So many things running through my crazy head this morning... Like did I take all my meds? Yes, of course. Did I bring my big water bottle? Yep, sitting right here beside me. Will they remember to thaw our embryos today? Pretty sure they've done this before.
I'm not as freaked out about the full bladder ordeal (you have to arrive with a full bladder for the procedure) this time, but it still makes me a little nervous. I have been running to the bathroom like every 30 minutes the last couple of weeks, so I have purposely tried NOT to drink a lot of water this morning. I'll save the chugging for go-time. It's weird though because at all my "normal" ultrasounds, they send you in a room to change and tell you to empty your bladder. So today I will have to also go into a room to change - that has a toilet - but I'm NOT allowed to pee. When your bladder is about to burst and there's a toilet in front of you and your pants are off, you literally have to repeat to yourself over and over, "don't pee, don't pee, don't pee." Well, at least I do.
Anyway, aside from those silly anxieties, we are SUPER excited for today! I feel great about it and my stomach is all in knots (in a good way).

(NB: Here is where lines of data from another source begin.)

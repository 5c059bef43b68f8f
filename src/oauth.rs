//! Internal facade over the generic OAuth client.
//!
//! The strategy holds and configures an `oauth2` [`BasicClient`] instead of extending one;
//! everything provider-specific (endpoints, client auth placement, error classification) is
//! injected here from the resolved configuration.

pub use oauth2;

// crates.io
use oauth2::{
	AuthType, AuthUrl, AuthorizationCode, ClientId, ClientSecret, EndpointNotSet, EndpointSet,
	HttpClientError, RedirectUrl, RefreshToken, RequestTokenError, TokenResponse, TokenUrl,
	basic::{BasicClient, BasicErrorResponse, BasicRequestTokenError},
};
// self
use crate::{
	_prelude::*,
	config::ResolvedConfig,
	error::{ConfigError, TransientError, TransportError},
	http::{ResponseMetadata, ResponseMetadataSlot, StrategyHttpClient},
	token::{TokenSecret, TokenSet},
};

type ConfiguredBasicClient =
	BasicClient<EndpointSet, EndpointNotSet, EndpointNotSet, EndpointNotSet, EndpointSet>;
type FacadeTokenResponse = oauth2::basic::BasicTokenResponse;

/// Maps HTTP transport failures into strategy [`Error`] values.
pub trait TransportErrorMapper<E>
where
	Self: 'static + Send + Sync,
	E: 'static + Send + Sync + StdError,
{
	/// Converts an [`HttpClientError`] emitted by the transport into a strategy error.
	fn map_transport_error(
		&self,
		metadata: Option<&ResponseMetadata>,
		error: HttpClientError<E>,
	) -> Error;
}

/// Default mapper for reqwest-backed transports.
#[cfg(feature = "reqwest")]
#[derive(Clone, Debug, Default)]
pub struct ReqwestTransportErrorMapper;
#[cfg(feature = "reqwest")]
impl TransportErrorMapper<ReqwestError> for ReqwestTransportErrorMapper {
	fn map_transport_error(
		&self,
		meta: Option<&ResponseMetadata>,
		err: HttpClientError<ReqwestError>,
	) -> Error {
		match err {
			HttpClientError::Reqwest(inner) => map_reqwest_error(meta, *inner),
			HttpClientError::Http(inner) => ConfigError::from(inner).into(),
			HttpClientError::Io(inner) => TransportError::Io(inner).into(),
			HttpClientError::Other(message) => map_generic_transport_error(meta, message),
			_ => map_unknown_transport_error(meta),
		}
	}
}

/// Token endpoint facade binding the `oauth2` client to the strategy's transport and errors.
pub(crate) struct TokenEndpoint<C, M>
where
	C: ?Sized + StrategyHttpClient,
	M: ?Sized + TransportErrorMapper<C::TransportError>,
{
	oauth_client: ConfiguredBasicClient,
	http_client: Arc<C>,
	error_mapper: Arc<M>,
}
impl<C, M> TokenEndpoint<C, M>
where
	C: ?Sized + StrategyHttpClient,
	M: ?Sized + TransportErrorMapper<C::TransportError>,
{
	/// Builds the facade from a resolved configuration.
	///
	/// Client credentials are sent in the request body (`AuthType::RequestBody`), matching how
	/// Box's token endpoint expects confidential clients to authenticate.
	pub(crate) fn from_config(
		config: &ResolvedConfig,
		http_client: impl Into<Arc<C>>,
		error_mapper: impl Into<Arc<M>>,
	) -> Result<Self> {
		let auth_url = AuthUrl::new(config.endpoints.authorization.to_string())
			.map_err(|source| ConfigError::InvalidEndpoint { endpoint: "authorization", source })?;
		let token_url = TokenUrl::new(config.endpoints.token.to_string())
			.map_err(|source| ConfigError::InvalidEndpoint { endpoint: "token", source })?;
		let mut oauth_client = BasicClient::new(ClientId::new(config.client_id.clone()))
			.set_client_secret(ClientSecret::new(config.client_secret.clone()))
			.set_auth_uri(auth_url)
			.set_token_uri(token_url)
			.set_auth_type(AuthType::RequestBody);

		if let Some(callback) = config.callback_url.as_ref() {
			let redirect_url = RedirectUrl::new(callback.to_string())
				.map_err(|source| ConfigError::InvalidCallback { source })?;

			oauth_client = oauth_client.set_redirect_uri(redirect_url);
		}

		Ok(Self {
			oauth_client,
			http_client: http_client.into(),
			error_mapper: error_mapper.into(),
		})
	}

	/// Exchanges an authorization code for a token set.
	pub(crate) async fn exchange_code(&self, code: &str) -> Result<TokenSet> {
		let meta = ResponseMetadataSlot::default();
		let handle = self.http_client.token_handle(meta.clone());
		let response = self
			.oauth_client
			.exchange_code(AuthorizationCode::new(code.to_owned()))
			.request_async(&handle)
			.await
			.map_err(|err| map_request_error(meta.take(), err, self.error_mapper.as_ref()))?;

		Ok(map_token_response(response))
	}

	/// Exchanges a refresh token for a renewed token set.
	pub(crate) async fn exchange_refresh(&self, refresh_token: &str) -> Result<TokenSet> {
		let meta = ResponseMetadataSlot::default();
		let handle = self.http_client.token_handle(meta.clone());
		let refresh_secret = RefreshToken::new(refresh_token.to_owned());
		let response = self
			.oauth_client
			.exchange_refresh_token(&refresh_secret)
			.request_async(&handle)
			.await
			.map_err(|err| map_request_error(meta.take(), err, self.error_mapper.as_ref()))?;

		Ok(map_token_response(response))
	}
}

fn map_token_response(response: FacadeTokenResponse) -> TokenSet {
	let issued_at = OffsetDateTime::now_utc();
	// Box always supplies expires_in; tolerate its absence rather than failing the exchange.
	let expires_at = response
		.expires_in()
		.and_then(|expires_in| i64::try_from(expires_in.as_secs()).ok())
		.map(|secs| issued_at + Duration::seconds(secs));

	TokenSet {
		access_token: TokenSecret::new(response.access_token().secret().to_owned()),
		refresh_token: response
			.refresh_token()
			.map(|token| TokenSecret::new(token.secret().to_owned())),
		issued_at,
		expires_at,
	}
}

fn map_request_error<E, M>(
	meta: Option<ResponseMetadata>,
	err: BasicRequestTokenError<HttpClientError<E>>,
	mapper: &M,
) -> Error
where
	E: 'static + Send + Sync + StdError,
	M: ?Sized + TransportErrorMapper<E>,
{
	let meta_ref = meta.as_ref();

	match err {
		RequestTokenError::ServerResponse(response) =>
			map_server_response_error(response, meta_ref),
		RequestTokenError::Request(error) => mapper.map_transport_error(meta_ref, error),
		RequestTokenError::Parse(error, _body) =>
			TransientError::TokenResponseParse { source: error, status: meta_status(meta_ref) }
				.into(),
		RequestTokenError::Other(message) => TransientError::TokenEndpoint {
			message: format!("Token endpoint returned an unexpected response: {message}."),
			status: meta_status(meta_ref),
			retry_after: meta_retry_after(meta_ref),
		}
		.into(),
	}
}

fn map_server_response_error(
	response: BasicErrorResponse,
	meta: Option<&ResponseMetadata>,
) -> Error {
	let oauth_error = response.error().as_ref();
	let message = if let Some(description) = response.error_description() {
		format!("Token endpoint returned an OAuth error: {description}.")
	} else {
		format!("Token endpoint returned an OAuth error: {oauth_error}.")
	};

	match classify_token_error(
		Some(oauth_error),
		response.error_description().map(String::as_str),
		meta_status(meta),
	) {
		TokenErrorKind::InvalidGrant => Error::InvalidGrant { reason: message },
		TokenErrorKind::InvalidClient => Error::InvalidClient { reason: message },
		TokenErrorKind::Transient => TransientError::TokenEndpoint {
			message,
			status: meta_status(meta),
			retry_after: meta_retry_after(meta),
		}
		.into(),
	}
}

/// Canonical token endpoint error categories after classification.
#[derive(Clone, Copy, Debug, PartialEq, Eq)]
enum TokenErrorKind {
	InvalidGrant,
	InvalidClient,
	Transient,
}

/// Applies RFC-guided heuristics: structured OAuth fields first, then the HTTP status code.
fn classify_token_error(
	oauth_error: Option<&str>,
	error_description: Option<&str>,
	status: Option<u16>,
) -> TokenErrorKind {
	if let Some(kind) = oauth_error
		.and_then(match_exact_value)
		.or_else(|| error_description.and_then(match_exact_value))
	{
		return kind;
	}

	classify_status(status)
}

fn match_exact_value(value: &str) -> Option<TokenErrorKind> {
	if value.eq_ignore_ascii_case("invalid_grant") || value.eq_ignore_ascii_case("access_denied") {
		Some(TokenErrorKind::InvalidGrant)
	} else if value.eq_ignore_ascii_case("invalid_client")
		|| value.eq_ignore_ascii_case("unauthorized_client")
	{
		Some(TokenErrorKind::InvalidClient)
	} else if value.eq_ignore_ascii_case("temporarily_unavailable")
		|| value.eq_ignore_ascii_case("server_error")
	{
		Some(TokenErrorKind::Transient)
	} else {
		None
	}
}

fn classify_status(status: Option<u16>) -> TokenErrorKind {
	match status {
		Some(400 | 404 | 410) => TokenErrorKind::InvalidGrant,
		Some(401) => TokenErrorKind::InvalidClient,
		_ => TokenErrorKind::Transient,
	}
}

#[cfg(feature = "reqwest")]
fn map_reqwest_error(meta: Option<&ResponseMetadata>, err: ReqwestError) -> Error {
	if err.is_builder() {
		return ConfigError::from(err).into();
	}
	if err.is_timeout() {
		return TransientError::TokenEndpoint {
			message: "Request timed out while calling the token endpoint.".into(),
			status: meta_status(meta).or_else(|| err.status().map(|code| code.as_u16())),
			retry_after: meta_retry_after(meta),
		}
		.into();
	}

	TransportError::from(err).into()
}

fn map_generic_transport_error(meta: Option<&ResponseMetadata>, message: impl Display) -> Error {
	TransientError::TokenEndpoint {
		message: format!("HTTP client error occurred while calling the token endpoint: {message}."),
		status: meta_status(meta),
		retry_after: meta_retry_after(meta),
	}
	.into()
}

fn map_unknown_transport_error(meta: Option<&ResponseMetadata>) -> Error {
	TransientError::TokenEndpoint {
		message: "HTTP client error occurred while calling the token endpoint.".into(),
		status: meta_status(meta),
		retry_after: meta_retry_after(meta),
	}
	.into()
}

fn meta_status(meta: Option<&ResponseMetadata>) -> Option<u16> {
	meta.and_then(|value| value.status)
}

fn meta_retry_after(meta: Option<&ResponseMetadata>) -> Option<Duration> {
	meta.and_then(|value| value.retry_after)
}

I cannot wait to see our babe(s) on screen! Still not sure how many we're transferring... it will be a game time decision based on the quality of the embryos. Just praying for wisdom that we make the right decisions along with our doctor.
We will be recording whatever we can of the transfer, so I'll be back at some point to post the video and of course, a pic of the embryo(s)! Thanks so very much for all the sweet comments, tweets, emails, phone calls, and prayers - I appreciate every single one SO much!